Exercise data Start Marker

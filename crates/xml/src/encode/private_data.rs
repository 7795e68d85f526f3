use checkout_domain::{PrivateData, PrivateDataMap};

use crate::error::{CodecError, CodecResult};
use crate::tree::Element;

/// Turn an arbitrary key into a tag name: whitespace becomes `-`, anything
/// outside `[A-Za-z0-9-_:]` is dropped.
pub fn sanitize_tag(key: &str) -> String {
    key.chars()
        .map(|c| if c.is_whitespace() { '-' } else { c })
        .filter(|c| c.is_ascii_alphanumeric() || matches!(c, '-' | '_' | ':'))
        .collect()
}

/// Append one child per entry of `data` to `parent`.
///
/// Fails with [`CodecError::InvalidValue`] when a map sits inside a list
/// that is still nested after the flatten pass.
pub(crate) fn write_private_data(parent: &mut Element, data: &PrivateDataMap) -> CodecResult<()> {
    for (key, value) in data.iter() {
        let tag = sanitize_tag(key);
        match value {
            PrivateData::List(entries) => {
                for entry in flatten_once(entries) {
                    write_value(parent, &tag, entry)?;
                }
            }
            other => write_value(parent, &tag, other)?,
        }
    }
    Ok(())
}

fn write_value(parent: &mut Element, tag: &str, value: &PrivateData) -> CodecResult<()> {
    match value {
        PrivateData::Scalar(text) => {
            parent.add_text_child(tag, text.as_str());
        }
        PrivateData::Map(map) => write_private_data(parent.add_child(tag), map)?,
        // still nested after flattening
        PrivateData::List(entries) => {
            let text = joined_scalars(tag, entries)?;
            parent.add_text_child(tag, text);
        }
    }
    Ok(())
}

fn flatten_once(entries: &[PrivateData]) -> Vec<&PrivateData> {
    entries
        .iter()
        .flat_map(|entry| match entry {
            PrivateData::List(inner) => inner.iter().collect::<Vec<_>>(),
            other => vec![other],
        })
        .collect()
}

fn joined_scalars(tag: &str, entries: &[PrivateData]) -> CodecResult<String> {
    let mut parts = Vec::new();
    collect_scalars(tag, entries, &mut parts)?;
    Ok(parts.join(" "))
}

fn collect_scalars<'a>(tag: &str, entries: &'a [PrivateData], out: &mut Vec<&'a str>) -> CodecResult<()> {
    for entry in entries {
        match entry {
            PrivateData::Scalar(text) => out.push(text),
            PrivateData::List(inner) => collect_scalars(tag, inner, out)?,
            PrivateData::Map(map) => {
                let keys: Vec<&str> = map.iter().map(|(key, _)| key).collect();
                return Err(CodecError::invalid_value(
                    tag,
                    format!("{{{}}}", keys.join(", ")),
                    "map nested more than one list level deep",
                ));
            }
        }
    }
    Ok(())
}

Exercise data End Marker

Start to finish, give the listing again exactly.

filename crates/xml/src/encode/private_data.rs
repository 7795e68d85f526f3
use checkout_domain::{PrivateData, PrivateDataMap};

use crate::error::{CodecError, CodecResult};
use crate::tree::Element;

/// Turn an arbitrary key into a tag name: whitespace becomes `-`, anything
/// outside `[A-Za-z0-9-_:]` is dropped.
pub fn sanitize_tag(key: &str) -> String {
    key.chars()
        .map(|c| if c.is_whitespace() { '-' } else { c })
        .filter(|c| c.is_ascii_alphanumeric() || matches!(c, '-' | '_' | ':'))
        .collect()
}

/// Append one child per entry of `data` to `parent`.
///
/// Fails with [`CodecError::InvalidValue`] when a map sits inside a list
/// that is still nested after the flatten pass.
pub(crate) fn write_private_data(parent: &mut Element, data: &PrivateDataMap) -> CodecResult<()> {
    for (key, value) in data.iter() {
        let tag = sanitize_tag(key);
        match value {
            PrivateData::List(entries) => {
                for entry in flatten_once(entries) {
                    write_value(parent, &tag, entry)?;
                }
            }
            other => write_value(parent, &tag, other)?,
        }
    }
    Ok(())
}

fn write_value(parent: &mut Element, tag: &str, value: &PrivateData) -> CodecResult<()> {
    match value {
        PrivateData::Scalar(text) => {
            parent.add_text_child(tag, text.as_str());
        }
        PrivateData::Map(map) => write_private_data(parent.add_child(tag), map)?,
        // still nested after flattening
        PrivateData::List(entries) => {
            let text = joined_scalars(tag, entries)?;
            parent.add_text_child(tag, text);
        }
    }
    Ok(())
}

fn flatten_once(entries: &[PrivateData]) -> Vec<&PrivateData> {
    entries
        .iter()
        .flat_map(|entry| match entry {
            PrivateData::List(inner) => inner.iter().collect::<Vec<_>>(),
            other => vec![other],
        })
        .collect()
}

fn joined_scalars(tag: &str, entries: &[PrivateData]) -> CodecResult<String> {
    let mut parts = Vec::new();
    collect_scalars(tag, entries, &mut parts)?;
    Ok(parts.join(" "))
}

fn collect_scalars<'a>(tag: &str, entries: &'a [PrivateData], out: &mut Vec<&'a str>) -> CodecResult<()> {
    for entry in entries {
        match entry {
            PrivateData::Scalar(text) => out.push(text),
            PrivateData::List(inner) => collect_scalars(tag, inner, out)?,
            PrivateData::Map(map) => {
                let keys: Vec<&str> = map.iter().map(|(key, _)| key).collect();
                return Err(CodecError::invalid_value(
                    tag,
                    format!("{{{}}}", keys.join(", ")),
                    "map nested more than one list level deep",
                ));
            }
        }
    }
    Ok(())
}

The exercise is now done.